• TASK DETAILS
The word "case": in how many lines of the records does it appear? Reply with the number alone.

• SUPPLIED ENTRIES
════════════════

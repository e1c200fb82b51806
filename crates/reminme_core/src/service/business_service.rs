//! Business use-case service.
//!
//! # Invariants
//! - Drafts are cleaned before they reach the repository.
//! - Org chart saves are validated as a whole before any row is touched.

use crate::model::business::{
    Business, BusinessDraft, BusinessNote, BusinessPerson, BusinessPersonDraft, OrgChart,
    OrgChartDraft,
};
use crate::model::{ContentDraft, RecordId, Tags, UserId};
use crate::repo::business_repo::BusinessRepository;
use crate::repo::{RepoError, RepoResult};

/// Use-case service for businesses and their child records.
pub struct BusinessService<R: BusinessRepository> {
    repo: R,
}

impl<R: BusinessRepository> BusinessService<R> {
    pub fn new(repo: R) -> Self {
        Self { repo }
    }

    pub fn create_business(&self, owner: UserId, draft: BusinessDraft) -> RepoResult<Business> {
        let draft = draft.cleaned()?;
        self.repo.create_business(owner, &draft)
    }

    pub fn update_business(
        &self,
        owner: UserId,
        id: RecordId,
        draft: BusinessDraft,
    ) -> RepoResult<Business> {
        let draft = draft.cleaned()?;
        self.repo.update_business(owner, id, &draft)
    }

    pub fn get_business(&self, owner: UserId, id: RecordId) -> RepoResult<Business> {
        self.repo
            .get_business(owner, id)?
            .ok_or(RepoError::not_found("business", id))
    }

    pub fn list_businesses(&self, owner: UserId) -> RepoResult<Vec<Business>> {
        self.repo.list_businesses(owner)
    }

    pub fn delete_business(&self, owner: UserId, id: RecordId) -> RepoResult<()> {
        self.repo.delete_business(owner, id)
    }

    pub fn add_person(
        &self,
        owner: UserId,
        business_id: RecordId,
        draft: BusinessPersonDraft,
    ) -> RepoResult<BusinessPerson> {
        let draft = draft.cleaned()?;
        self.repo.add_business_person(owner, business_id, &draft)
    }

    pub fn update_person(
        &self,
        owner: UserId,
        id: RecordId,
        draft: BusinessPersonDraft,
    ) -> RepoResult<BusinessPerson> {
        let draft = draft.cleaned()?;
        self.repo.update_business_person(owner, id, &draft)
    }

    pub fn list_people(
        &self,
        owner: UserId,
        business_id: RecordId,
    ) -> RepoResult<Vec<BusinessPerson>> {
        self.repo.list_business_people(owner, business_id)
    }

    pub fn delete_person(&self, owner: UserId, id: RecordId) -> RepoResult<()> {
        self.repo.delete_business_person(owner, id)
    }

    pub fn add_note(
        &self,
        owner: UserId,
        business_id: RecordId,
        draft: ContentDraft,
        tags: Tags,
    ) -> RepoResult<BusinessNote> {
        let draft = draft.cleaned()?;
        self.repo
            .add_business_note(owner, business_id, &draft.content, &tags.normalized())
    }

    pub fn list_notes(
        &self,
        owner: UserId,
        business_id: RecordId,
    ) -> RepoResult<Vec<BusinessNote>> {
        self.repo.list_business_notes(owner, business_id)
    }

    pub fn delete_note(&self, owner: UserId, id: RecordId) -> RepoResult<()> {
        self.repo.delete_business_note(owner, id)
    }

    pub fn get_org_chart(&self, owner: UserId, business_id: RecordId) -> RepoResult<OrgChart> {
        self.repo.get_org_chart(owner, business_id)
    }

    /// Replaces the business org chart with `draft`.
    pub fn save_org_chart(
        &self,
        owner: UserId,
        business_id: RecordId,
        draft: OrgChartDraft,
    ) -> RepoResult<OrgChart> {
        draft.validate()?;
        self.repo.replace_org_chart(owner, business_id, &draft)
    }
}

════════════════

• TASK ANSWER
2